The British countryside is awash with second homes, purchased by bankers and brokers eager to ape the gentry, picking up the battle-cry that "townies don't understand the ways of the countryside". In many ways they are right: most city-dwellers see no attraction in killing small animals for pleasure and are content to mate with people outside their immediate family. However, the irony of these second-home-owning arrivistes championing the cause of "the countryside" is that it is their eager purchases which have driven up property prices to the extent that many less well-paid country-dwellers can't afford to live where they were born. But these concerns are not worthy of a demonstration or action.

The countryside has been poisoned with subsidised pesticides and herbicides and turned into a monoculture of corporate production, while the culprits claim they are the guardians of rural Britain. The remainder of our green and pleasant land is the plaything of the landed upper class. The ban on hunting foxes is a result of their quest for exclusivity, coupled with the hunt's cruelty disguised as quaint tradition.

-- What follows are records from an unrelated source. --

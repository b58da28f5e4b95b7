//! Build script for chime-firmware
//!
//! - Sets up linker search paths for memory.x
//! - Records the build machine's local time to seed the RTC

use std::env;
use std::fs::File;
use std::io::Write;
use std::path::PathBuf;

use chrono::{Datelike, Local, Timelike};

fn main() {
    setup_linker();
    emit_build_time();
}

/// Set up linker search paths for memory.x
fn setup_linker() {
    let out_dir = PathBuf::from(env::var("OUT_DIR").unwrap());

    // Copy memory.x to the output directory
    let memory_x = include_bytes!("memory.x");
    let mut f = File::create(out_dir.join("memory.x")).unwrap();
    f.write_all(memory_x).unwrap();

    // Tell rustc where to find memory.x
    println!("cargo:rustc-link-search={}", out_dir.display());

    // Re-run if memory.x changes
    println!("cargo:rerun-if-changed=memory.x");
    println!("cargo:rerun-if-changed=build.rs");

    // Linker scripts for cortex-m-rt and defmt
    println!("cargo:rustc-link-arg-bins=--nmagic");
    println!("cargo:rustc-link-arg-bins=-Tlink.x");
    println!("cargo:rustc-link-arg-bins=-Tlink-rp.x");
    println!("cargo:rustc-link-arg-bins=-Tdefmt.x");
}

/// Export the local build time as compile-time environment variables
///
/// The panel has no battery-backed clock and no network, so the RTC starts
/// from the moment the firmware was built. Flash right after building.
fn emit_build_time() {
    let now = Local::now();

    println!("cargo:rustc-env=CHIME_BUILD_YEAR={}", now.year());
    println!("cargo:rustc-env=CHIME_BUILD_MONTH={}", now.month());
    println!("cargo:rustc-env=CHIME_BUILD_DAY={}", now.day());
    println!(
        "cargo:rustc-env=CHIME_BUILD_WEEKDAY={}",
        now.weekday().num_days_from_sunday()
    );
    println!("cargo:rustc-env=CHIME_BUILD_HOUR={}", now.hour());
    println!("cargo:rustc-env=CHIME_BUILD_MINUTE={}", now.minute());
    println!("cargo:rustc-env=CHIME_BUILD_SECOND={}", now.second());

    // A path that never exists makes cargo re-run this script on every build
    println!("cargo:rerun-if-changed=build-time.stamp");
}
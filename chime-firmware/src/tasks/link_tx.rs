//! Sensor link transmit task
//!
//! Sends alarm time commands to the sensor board.

use defmt::*;
use embassy_rp::uart::BufferedUartTx;
use embedded_io_async::Write;

use crate::channels::COMMANDS;

/// Link TX task - writes queued device commands to the UART
#[embassy_executor::task]
pub async fn link_tx_task(mut tx: BufferedUartTx) {
    info!("Link TX task started");

    loop {
        let command = COMMANDS.receive().await;

        let line = match command.encode() {
            Ok(line) => line,
            Err(e) => {
                warn!("Failed to encode {:?}: {:?}", command, e);
                continue;
            }
        };

        if let Err(e) = tx.write_all(line.as_bytes()).await {
            warn!("Failed to send {:?}: {:?}", command, e);
        } else {
            debug!("Sent {:?}", command);
        }
    }
}
//! Hardware abstraction traits
//!
//! These traits define the interface between the controller logic
//! and board-specific implementations.

pub mod clock;

pub use clock::{ClockError, WallClock};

What was noticeable about the demonstration in Parliament Square was not the police brutality, but the authorities' continued deference to their "betters". Had an animal rights demo tried to break into parliament, then thrown thunderflashes and smoke bombs at the police or fired shotgun cartridges into the air (admittedly with no pellets in them), the press and the police would have had a field day.

Were the police to treat the hunters as they treat animal rights folk or the Muslim community, they would be stopping and searching toffs under the

anti-terror laws. Newscasters would look stern as they read out: "Earlier today police made a series of dawn raids on the offices of the Countryside Alliance, confiscating a number of computers, files, back editions of Country Life and other extremist literature", before cutting to a police officer intoning: "No one has been charged at this stage, though we are investigating links with a substantial amount of tweed that was found on the premises."

Yet all this would be too much to hope for in our class-ridden land, where the Daily Mail and the Express would happily see a return to the doffing of caps, transportation for poachers and the right of the lord of the manor to claim local virgins. Hunters might drape their cause in the language of civil liberties, but they are on the wrong side for that argument to be taken seriously: they are the elite, not the downtrodden. They are as far removed from the suffragettes or Martin Luther King as it is possible to be.

As for using direct action for their "cause", five hoorays who happen to be mates with royalty entering the House of Commons chamber to shout simply can't compete with the audacious finesse of an abseiling lesbian.